▶ **Task requirements**
Check the records below for the word "struct" and state how many lines contain it, replying with the number only.

▶ **Exercise material**
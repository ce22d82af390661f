//! Request and result types for the read path.

use std::collections::BTreeMap;

use serde::{Deserialize, Serialize};
use serde_json::{Map, Value};

/// A resolved full-text search request.
///
/// The query facade fills in defaults from the schema descriptor before the
/// request reaches the index, so providers execute it as given.
#[derive(Debug, Clone, PartialEq)]
pub struct SearchRequest {
    /// Query text. Empty or `*` matches every document.
    pub text: String,
    /// Facetable fields to return counts for.
    pub facets: Vec<String>,
    /// Maximum number of hits to return.
    pub top: usize,
    /// Maximum number of buckets per facet.
    pub facet_size: usize,
}

impl SearchRequest {
    pub fn new(text: impl Into<String>, top: usize) -> Self {
        Self {
            text: text.into(),
            facets: Vec::new(),
            top,
            facet_size: 10,
        }
    }

    pub fn with_facets(mut self, facets: Vec<String>) -> Self {
        self.facets = facets;
        self
    }

    pub fn with_facet_size(mut self, facet_size: usize) -> Self {
        self.facet_size = facet_size;
        self
    }

    /// Whether the text matches everything.
    pub fn is_match_all(&self) -> bool {
        let text = self.text.trim();
        text.is_empty() || text == "*"
    }
}

/// A single matched document.
#[derive(Debug, Clone, PartialEq, Serialize, Deserialize)]
pub struct SearchHit {
    pub key: String,
    pub score: f64,
    pub document: Map<String, Value>,
}

/// Number of matched documents sharing one facet value.
#[derive(Debug, Clone, PartialEq, Eq, Serialize, Deserialize)]
pub struct FacetCount {
    pub value: String,
    pub count: u64,
}

/// Matched documents plus total count and facet counts.
#[derive(Debug, Clone, Default, PartialEq, Serialize, Deserialize)]
pub struct SearchResult {
    /// Total number of matching documents, not just the returned page.
    pub total: u64,
    pub hits: Vec<SearchHit>,
    /// Facet buckets keyed by field name, highest count first.
    pub facets: BTreeMap<String, Vec<FacetCount>>,
}

impl SearchResult {
    pub fn empty() -> Self {
        Self::default()
    }
}

/// A resolved suggest request.
#[derive(Debug, Clone, PartialEq)]
pub struct SuggestRequest {
    pub prefix: String,
    /// Suggest-eligible fields to match the prefix against.
    pub fields: Vec<String>,
    /// Tolerate small typos in the prefix.
    pub fuzzy: bool,
    pub top: usize,
}

/// One suggestion: the matched field text and the document it came from.
#[derive(Debug, Clone, PartialEq, Serialize, Deserialize)]
pub struct Suggestion {
    pub text: String,
    pub key: String,
    pub document: Map<String, Value>,
}

#[derive(Debug, Clone, Default, PartialEq, Serialize, Deserialize)]
pub struct SuggestResult {
    pub suggestions: Vec<Suggestion>,
}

▶ **Exercise answer**
7